他临走前那个意味深长的眼神,和那句“我很期待在说明会上,听到一些不一样的声音”,像一块巨石,沉甸甸地压在了陈家兄妹的心头。
茶室里的气氛,在周市长离开后,陷入了某种凝固般的死寂。
陈四爷端起那杯早已凉透的茶,一饮而尽,试图用茶水的苦涩来压下内心的惊涛骇浪。
“姜神医……”他斟酌着词句,脸上带着从未有过的凝重
“您……真的打算插手新中心的项目?”
在他看来,韶华科技如今的风头已经足够了,原料危机也已经解决,正是闷声发大财的最好时机。
这个时候去触碰顾远洲的逆鳞,去抢他那块已经内定了的命根子,这无异于主动将自己置于战争的最前线。
“这不是插手。
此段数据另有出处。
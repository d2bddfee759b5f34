use chrono::{DateTime, Utc};
use sqlx::{postgres::PgPoolOptions, FromRow, PgPool};
use uuid::Uuid;

use super::{CatalogReader, CatalogWriter, StoreResult};
use crate::{
    error::StoreError,
    models::{Author, Book, Review, MAX_SCORE, MIN_SCORE},
};

/// Creates a PostgreSQL connection pool and applies pending migrations
pub async fn create_pool(database_url: &str, max_connections: u32) -> anyhow::Result<PgPool> {
    let pool = PgPoolOptions::new()
        .max_connections(max_connections)
        .connect(database_url)
        .await?;

    sqlx::migrate!("./migrations").run(&pool).await?;

    Ok(pool)
}

/// Catalog store backed by PostgreSQL
#[derive(Clone)]
pub struct PgStore {
    pool: PgPool,
}

impl PgStore {
    pub fn new(pool: PgPool) -> Self {
        Self { pool }
    }
}

const BOOK_COLUMNS: &str =
    "id, title, author_id, genre, publication_year, isbn, summary, keywords, created_at";
const AUTHOR_COLUMNS: &str = "id, name, nationality, birth_year, biography, created_at";
const REVIEW_COLUMNS: &str = "id, book_id, reviewer_name, score, comment, created_at";

#[derive(FromRow)]
struct BookRow {
    id: Uuid,
    title: String,
    author_id: Uuid,
    genre: String,
    publication_year: Option<i32>,
    isbn: Option<String>,
    summary: Option<String>,
    keywords: Vec<String>,
    created_at: DateTime<Utc>,
}

impl From<BookRow> for Book {
    fn from(row: BookRow) -> Self {
        Book {
            id: row.id,
            title: row.title,
            author_id: row.author_id,
            genre: row.genre,
            publication_year: row.publication_year,
            isbn: row.isbn,
            summary: row.summary,
            keywords: row.keywords,
            created_at: row.created_at,
        }
    }
}

#[derive(FromRow)]
struct AuthorRow {
    id: Uuid,
    name: String,
    nationality: String,
    birth_year: Option<i32>,
    biography: Option<String>,
    created_at: DateTime<Utc>,
}

impl From<AuthorRow> for Author {
    fn from(row: AuthorRow) -> Self {
        Author {
            id: row.id,
            name: row.name,
            nationality: row.nationality,
            birth_year: row.birth_year,
            biography: row.biography,
            created_at: row.created_at,
        }
    }
}

#[derive(FromRow)]
struct ReviewRow {
    id: Uuid,
    book_id: Uuid,
    reviewer_name: String,
    score: i16,
    comment: Option<String>,
    created_at: DateTime<Utc>,
}

impl TryFrom<ReviewRow> for Review {
    type Error = StoreError;

    fn try_from(row: ReviewRow) -> Result<Self, Self::Error> {
        let score = u8::try_from(row.score)
            .ok()
            .filter(|s| (MIN_SCORE..=MAX_SCORE).contains(s))
            .ok_or_else(|| {
                StoreError::Malformed(format!("review {} has score {}", row.id, row.score))
            })?;

        Ok(Review {
            id: row.id,
            book_id: row.book_id,
            reviewer_name: row.reviewer_name,
            score,
            comment: row.comment,
            created_at: row.created_at,
        })
    }
}

const FOREIGN_KEY_VIOLATION: &str = "23503";

fn is_foreign_key_violation(code: Option<&str>) -> bool {
    code == Some(FOREIGN_KEY_VIOLATION)
}

/// Maps a rejected delete of a still-referenced row to [`StoreError::StillReferenced`]
fn delete_error(err: sqlx::Error) -> StoreError {
    if let sqlx::Error::Database(db) = &err {
        if is_foreign_key_violation(db.code().as_deref()) {
            let constraint = db.constraint().unwrap_or("foreign key");
            return StoreError::StillReferenced(constraint.to_string());
        }
    }
    StoreError::Database(err)
}

fn into_reviews(rows: Vec<ReviewRow>) -> StoreResult<Vec<Review>> {
    rows.into_iter().map(Review::try_from).collect()
}

#[async_trait::async_trait]
impl CatalogReader for PgStore {
    async fn get_book(&self, id: Uuid) -> StoreResult<Option<Book>> {
        let row = sqlx::query_as::<_, BookRow>(&format!(
            "SELECT {BOOK_COLUMNS} FROM books WHERE id = $1"
        ))
        .bind(id)
        .fetch_optional(&self.pool)
        .await?;

        Ok(row.map(Book::from))
    }

    async fn list_books(&self) -> StoreResult<Vec<Book>> {
        let rows = sqlx::query_as::<_, BookRow>(&format!(
            "SELECT {BOOK_COLUMNS} FROM books ORDER BY created_at, id"
        ))
        .fetch_all(&self.pool)
        .await?;

        Ok(rows.into_iter().map(Book::from).collect())
    }

    async fn get_author(&self, id: Uuid) -> StoreResult<Option<Author>> {
        let row = sqlx::query_as::<_, AuthorRow>(&format!(
            "SELECT {AUTHOR_COLUMNS} FROM authors WHERE id = $1"
        ))
        .bind(id)
        .fetch_optional(&self.pool)
        .await?;

        Ok(row.map(Author::from))
    }

    async fn list_authors(&self) -> StoreResult<Vec<Author>> {
        let rows = sqlx::query_as::<_, AuthorRow>(&format!(
            "SELECT {AUTHOR_COLUMNS} FROM authors ORDER BY name, id"
        ))
        .fetch_all(&self.pool)
        .await?;

        Ok(rows.into_iter().map(Author::from).collect())
    }

    async fn get_review(&self, id: Uuid) -> StoreResult<Option<Review>> {
        let row = sqlx::query_as::<_, ReviewRow>(&format!(
            "SELECT {REVIEW_COLUMNS} FROM reviews WHERE id = $1"
        ))
        .bind(id)
        .fetch_optional(&self.pool)
        .await?;

        row.map(Review::try_from).transpose()
    }

    async fn list_reviews_for_book(&self, book_id: Uuid) -> StoreResult<Vec<Review>> {
        let rows = sqlx::query_as::<_, ReviewRow>(&format!(
            "SELECT {REVIEW_COLUMNS} FROM reviews WHERE book_id = $1 ORDER BY created_at DESC, id"
        ))
        .bind(book_id)
        .fetch_all(&self.pool)
        .await?;

        into_reviews(rows)
    }

    async fn list_all_reviews(&self) -> StoreResult<Vec<Review>> {
        let rows = sqlx::query_as::<_, ReviewRow>(&format!(
            "SELECT {REVIEW_COLUMNS} FROM reviews ORDER BY created_at DESC, id"
        ))
        .fetch_all(&self.pool)
        .await?;

        into_reviews(rows)
    }
}

#[async_trait::async_trait]
impl CatalogWriter for PgStore {
    async fn insert_author(&self, author: &Author) -> StoreResult<()> {
        sqlx::query(
            r#"
            INSERT INTO authors (id, name, nationality, birth_year, biography, created_at)
            VALUES ($1, $2, $3, $4, $5, $6)
            "#,
        )
        .bind(author.id)
        .bind(&author.name)
        .bind(&author.nationality)
        .bind(author.birth_year)
        .bind(&author.biography)
        .bind(author.created_at)
        .execute(&self.pool)
        .await?;

        Ok(())
    }

    async fn update_author(&self, author: &Author) -> StoreResult<bool> {
        let result = sqlx::query(
            r#"
            UPDATE authors SET name = $2, nationality = $3, birth_year = $4, biography = $5
            WHERE id = $1
            "#,
        )
        .bind(author.id)
        .bind(&author.name)
        .bind(&author.nationality)
        .bind(author.birth_year)
        .bind(&author.biography)
        .execute(&self.pool)
        .await?;

        Ok(result.rows_affected() > 0)
    }

    async fn delete_author(&self, id: Uuid) -> StoreResult<bool> {
        let result = sqlx::query("DELETE FROM authors WHERE id = $1")
            .bind(id)
            .execute(&self.pool)
            .await
            .map_err(delete_error)?;

        Ok(result.rows_affected() > 0)
    }

    async fn count_books_by_author(&self, author_id: Uuid) -> StoreResult<u64> {
        let count: i64 = sqlx::query_scalar("SELECT COUNT(*) FROM books WHERE author_id = $1")
            .bind(author_id)
            .fetch_one(&self.pool)
            .await?;

        Ok(count.max(0) as u64)
    }

    async fn insert_book(&self, book: &Book) -> StoreResult<()> {
        sqlx::query(
            r#"
            INSERT INTO books (
                id, title, author_id, genre, publication_year, isbn, summary, keywords, created_at
            ) VALUES ($1, $2, $3, $4, $5, $6, $7, $8, $9)
            "#,
        )
        .bind(book.id)
        .bind(&book.title)
        .bind(book.author_id)
        .bind(&book.genre)
        .bind(book.publication_year)
        .bind(&book.isbn)
        .bind(&book.summary)
        .bind(&book.keywords)
        .bind(book.created_at)
        .execute(&self.pool)
        .await?;

        Ok(())
    }

    async fn update_book(&self, book: &Book) -> StoreResult<bool> {
        let result = sqlx::query(
            r#"
            UPDATE books SET
                title = $2, author_id = $3, genre = $4, publication_year = $5,
                isbn = $6, summary = $7, keywords = $8
            WHERE id = $1
            "#,
        )
        .bind(book.id)
        .bind(&book.title)
        .bind(book.author_id)
        .bind(&book.genre)
        .bind(book.publication_year)
        .bind(&book.isbn)
        .bind(&book.summary)
        .bind(&book.keywords)
        .execute(&self.pool)
        .await?;

        Ok(result.rows_affected() > 0)
    }

    async fn delete_book(&self, id: Uuid) -> StoreResult<bool> {
        let mut tx = self.pool.begin().await?;

        sqlx::query("DELETE FROM reviews WHERE book_id = $1")
            .bind(id)
            .execute(&mut *tx)
            .await?;

        let result = sqlx::query("DELETE FROM books WHERE id = $1")
            .bind(id)
            .execute(&mut *tx)
            .await?;

        tx.commit().await?;

        Ok(result.rows_affected() > 0)
    }

    async fn insert_review(&self, review: &Review) -> StoreResult<()> {
        sqlx::query(
            r#"
            INSERT INTO reviews (id, book_id, reviewer_name, score, comment, created_at)
            VALUES ($1, $2, $3, $4, $5, $6)
            "#,
        )
        .bind(review.id)
        .bind(review.book_id)
        .bind(&review.reviewer_name)
        .bind(i16::from(review.score))
        .bind(&review.comment)
        .bind(review.created_at)
        .execute(&self.pool)
        .await?;

        Ok(())
    }

    async fn update_review(&self, review: &Review) -> StoreResult<bool> {
        let result = sqlx::query(
            "UPDATE reviews SET reviewer_name = $2, score = $3, comment = $4 WHERE id = $1",
        )
        .bind(review.id)
        .bind(&review.reviewer_name)
        .bind(i16::from(review.score))
        .bind(&review.comment)
        .execute(&self.pool)
        .await?;

        Ok(result.rows_affected() > 0)
    }

    async fn delete_review(&self, id: Uuid) -> StoreResult<bool> {
        let result = sqlx::query("DELETE FROM reviews WHERE id = $1")
            .bind(id)
            .execute(&self.pool)
            .await?;

        Ok(result.rows_affected() > 0)
    }
}

#[cfg(test)]
mod tests {
    use super::*;

    fn review_row(score: i16) -> ReviewRow {
        ReviewRow {
            id: Uuid::new_v4(),
            book_id: Uuid::new_v4(),
            reviewer_name: "ana".to_string(),
            score,
            comment: None,
            created_at: Utc::now(),
        }
    }

    #[test]
    fn test_review_row_in_range() {
        let review = Review::try_from(review_row(4)).unwrap();
        assert_eq!(review.score, 4);
    }

    #[test]
    fn test_foreign_key_violation_code() {
        assert!(is_foreign_key_violation(Some("23503")));
        assert!(!is_foreign_key_violation(Some("23505")));
        assert!(!is_foreign_key_violation(None));
    }

    #[test]
    fn test_delete_error_keeps_other_failures() {
        let err = delete_error(sqlx::Error::RowNotFound);
        assert!(matches!(err, StoreError::Database(sqlx::Error::RowNotFound)));
    }

    #[test]
    fn test_review_row_out_of_range_is_malformed() {
        for score in [0, 6, -3] {
            let result = Review::try_from(review_row(score));
            assert!(matches!(result, Err(StoreError::Malformed(_))));
        }
    }
}
mod author;
mod book;
mod review;
mod views;

pub use author::{Author, AuthorUpdate, NewAuthor};
pub use book::{Book, BookUpdate, NewBook};
pub use review::{NewReview, Review, ReviewUpdate, MAX_SCORE, MIN_SCORE};
pub use views::{
    BookSummary, BookView, GenreCount, MatchReason, RankedBook, RatingStats, Recommendation,
    RecommendationResult, ReviewView, Statistics, YearCount,
};
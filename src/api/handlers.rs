use axum::{
    extract::{Path, Query, State},
    http::{StatusCode, Uri},
    Extension, Json,
};
use serde::Deserialize;
use serde_json::{json, Value};
use uuid::Uuid;

use crate::{
    error::{AppError, AppResult},
    middleware::RequestId,
    models::{
        Author, AuthorUpdate, Book, BookUpdate, BookView, NewAuthor, NewBook, NewReview,
        RankedBook, RatingStats, RecommendationResult, Review, ReviewUpdate, ReviewView,
        Statistics,
    },
    services::{SearchFilter, DEFAULT_LIMIT},
};

use super::AppState;

const MAX_RECOMMENDATIONS: usize = 50;

#[derive(Debug, Deserialize)]
pub struct RecommendationQuery {
    pub limit: Option<usize>,
}

/// Service description
pub async fn index() -> Json<Value> {
    Json(json!({
        "name": "book-catalog-api",
        "version": env!("CARGO_PKG_VERSION"),
        "endpoints": {
            "authors": "/api/v1/authors",
            "books": "/api/v1/books",
            "reviews": "/api/v1/reviews"
        }
    }))
}

/// Health check endpoint
pub async fn health_check() -> (StatusCode, Json<Value>) {
    (StatusCode::OK, Json(json!({ "status": "healthy" })))
}

/// Fallback for unmatched routes
pub async fn route_not_found(uri: Uri) -> AppError {
    AppError::NotFound(format!("Route {} not found", uri.path()))
}

// Authors

pub async fn list_authors(State(state): State<AppState>) -> AppResult<Json<Vec<Author>>> {
    Ok(Json(state.catalog.list_authors().await?))
}

pub async fn create_author(
    State(state): State<AppState>,
    Json(request): Json<NewAuthor>,
) -> AppResult<(StatusCode, Json<Author>)> {
    let author = state.catalog.create_author(request).await?;
    Ok((StatusCode::CREATED, Json(author)))
}

pub async fn get_author(
    State(state): State<AppState>,
    Path(id): Path<Uuid>,
) -> AppResult<Json<Author>> {
    Ok(Json(state.catalog.get_author(id).await?))
}

pub async fn update_author(
    State(state): State<AppState>,
    Path(id): Path<Uuid>,
    Json(request): Json<AuthorUpdate>,
) -> AppResult<Json<Author>> {
    Ok(Json(state.catalog.update_author(id, request).await?))
}

pub async fn delete_author(
    State(state): State<AppState>,
    Path(id): Path<Uuid>,
) -> AppResult<StatusCode> {
    state.catalog.delete_author(id).await?;
    Ok(StatusCode::NO_CONTENT)
}

// Books

/// All books joined with author name and rating
pub async fn list_books(State(state): State<AppState>) -> AppResult<Json<Vec<BookView>>> {
    Ok(Json(state.projector.project_all().await?))
}

pub async fn create_book(
    State(state): State<AppState>,
    Json(request): Json<NewBook>,
) -> AppResult<(StatusCode, Json<Book>)> {
    let book = state.catalog.create_book(request).await?;
    Ok((StatusCode::CREATED, Json(book)))
}

pub async fn get_book(
    State(state): State<AppState>,
    Path(id): Path<Uuid>,
) -> AppResult<Json<BookView>> {
    Ok(Json(state.projector.book_view(id).await?))
}

pub async fn update_book(
    State(state): State<AppState>,
    Path(id): Path<Uuid>,
    Json(request): Json<BookUpdate>,
) -> AppResult<Json<Book>> {
    Ok(Json(state.catalog.update_book(id, request).await?))
}

pub async fn delete_book(
    State(state): State<AppState>,
    Path(id): Path<Uuid>,
) -> AppResult<StatusCode> {
    state.catalog.delete_book(id).await?;
    Ok(StatusCode::NO_CONTENT)
}

pub async fn book_stats(
    State(state): State<AppState>,
    Path(id): Path<Uuid>,
) -> AppResult<Json<RatingStats>> {
    Ok(Json(state.ratings.book_stats(id).await?))
}

pub async fn rankings(State(state): State<AppState>) -> AppResult<Json<Vec<RankedBook>>> {
    Ok(Json(state.browser.rankings().await?))
}

pub async fn search_books(
    State(state): State<AppState>,
    Query(filter): Query<SearchFilter>,
) -> AppResult<Json<Vec<BookView>>> {
    Ok(Json(state.browser.search(&filter).await?))
}

pub async fn statistics_overview(
    State(state): State<AppState>,
    Extension(request_id): Extension<RequestId>,
) -> AppResult<Json<Statistics>> {
    tracing::info!(request_id = %request_id, "Computing catalog statistics");
    Ok(Json(state.statistics.overview().await?))
}

pub async fn recommendations(
    State(state): State<AppState>,
    Extension(request_id): Extension<RequestId>,
    Path(id): Path<Uuid>,
    Query(query): Query<RecommendationQuery>,
) -> AppResult<Json<RecommendationResult>> {
    let limit = query.limit.unwrap_or(DEFAULT_LIMIT);
    if !(1..=MAX_RECOMMENDATIONS).contains(&limit) {
        return Err(AppError::Validation(format!(
            "limit must be between 1 and {}",
            MAX_RECOMMENDATIONS
        )));
    }

    tracing::info!(
        request_id = %request_id,
        book_id = %id,
        limit,
        "Processing recommendation request"
    );

    Ok(Json(state.recommender.recommend(id, limit).await?))
}

// Reviews

pub async fn list_reviews(State(state): State<AppState>) -> AppResult<Json<Vec<ReviewView>>> {
    Ok(Json(state.catalog.list_reviews().await?))
}

pub async fn list_book_reviews(
    State(state): State<AppState>,
    Path(book_id): Path<Uuid>,
) -> AppResult<Json<Vec<Review>>> {
    Ok(Json(state.catalog.list_reviews_for_book(book_id).await?))
}

pub async fn create_review(
    State(state): State<AppState>,
    Json(request): Json<NewReview>,
) -> AppResult<(StatusCode, Json<Review>)> {
    let review = state.catalog.create_review(request).await?;
    Ok((StatusCode::CREATED, Json(review)))
}

pub async fn get_review(
    State(state): State<AppState>,
    Path(id): Path<Uuid>,
) -> AppResult<Json<Review>> {
    Ok(Json(state.catalog.get_review(id).await?))
}

pub async fn update_review(
    State(state): State<AppState>,
    Path(id): Path<Uuid>,
    Json(request): Json<ReviewUpdate>,
) -> AppResult<Json<Review>> {
    Ok(Json(state.catalog.update_review(id, request).await?))
}

pub async fn delete_review(
    State(state): State<AppState>,
    Path(id): Path<Uuid>,
) -> AppResult<StatusCode> {
    state.catalog.delete_review(id).await?;
    Ok(StatusCode::NO_CONTENT)
}
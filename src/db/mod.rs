//! Entity store seam.
//!
//! The derived-view services only ever read through [`CatalogReader`]; the CRUD
//! layer writes through [`CatalogWriter`]. Both return immutable snapshots.

use uuid::Uuid;

use crate::{
    error::StoreError,
    models::{Author, Book, Review},
};

pub mod memory;
pub mod postgres;

pub use memory::InMemoryStore;
pub use postgres::{create_pool, PgStore};

pub type StoreResult<T> = Result<T, StoreError>;

/// Read access to books, authors and reviews
#[cfg_attr(test, mockall::automock)]
#[async_trait::async_trait]
pub trait CatalogReader: Send + Sync {
    async fn get_book(&self, id: Uuid) -> StoreResult<Option<Book>>;

    /// All books, oldest first (ties broken by id)
    async fn list_books(&self) -> StoreResult<Vec<Book>>;

    async fn get_author(&self, id: Uuid) -> StoreResult<Option<Author>>;

    async fn list_authors(&self) -> StoreResult<Vec<Author>>;

    async fn get_review(&self, id: Uuid) -> StoreResult<Option<Review>>;

    /// Reviews of one book, newest first
    async fn list_reviews_for_book(&self, book_id: Uuid) -> StoreResult<Vec<Review>>;

    /// Every review in the catalog, newest first
    async fn list_all_reviews(&self) -> StoreResult<Vec<Review>>;
}

/// Write access to the catalog
///
/// Update and delete methods return `false` when no record matched.
#[cfg_attr(test, mockall::automock)]
#[async_trait::async_trait]
pub trait CatalogWriter: Send + Sync {
    async fn insert_author(&self, author: &Author) -> StoreResult<()>;

    async fn update_author(&self, author: &Author) -> StoreResult<bool>;

    /// Fails with [`StoreError::StillReferenced`] while a book points at the author
    async fn delete_author(&self, id: Uuid) -> StoreResult<bool>;

    async fn count_books_by_author(&self, author_id: Uuid) -> StoreResult<u64>;

    async fn insert_book(&self, book: &Book) -> StoreResult<()>;

    async fn update_book(&self, book: &Book) -> StoreResult<bool>;

    /// Removes the book together with all of its reviews
    async fn delete_book(&self, id: Uuid) -> StoreResult<bool>;

    async fn insert_review(&self, review: &Review) -> StoreResult<()>;

    async fn update_review(&self, review: &Review) -> StoreResult<bool>;

    async fn delete_review(&self, id: Uuid) -> StoreResult<bool>;
}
”姜默的目光从平板上那份密密麻麻的项目资料上移开,平静地看向他们
“这是立足。”
陈清露那双冰冷的眼眸中,闪过无法理解的困惑。
她承认,她被这个年轻人描绘的蓝图震撼了,甚至让她对自己过去的商业认知产生了动摇。
但理智告诉她,那终究只是一幅蓝图。
而现实是,顾远洲为了这个项目,已经筹备了整整三年。
南城的地皮,金融机构的贷款,上下游的产业链,甚至连未来入驻的主力品牌,都早已被他牢牢锁定。
三天后的那场“规划方案说明会”,在所有人看来都不过是走个过场。
那是顾远洲的独角戏,是他向全南城,乃至全国的资本市场,展示其商业帝国未来十年肌肉与雄心的加冕典礼。
“姜先生,我必须提醒你。”陈清露的声音恢复了她惯有的清冷和客观
“顾远洲的方案,是由全球最顶尖的麦肯锡团队耗时一年打磨出来的。届时,他会用最详实的数据,最严谨的逻辑,向所有人证明,只有顾氏才有能力承载这个项目。”
“而你,”她顿了顿,话语里虽然没有轻视,却带着一种对事实的陈述
“你就算有再好的理念,没有数据支撑,没有成功的案例佐证,在那种场合,你的话将毫无分量。”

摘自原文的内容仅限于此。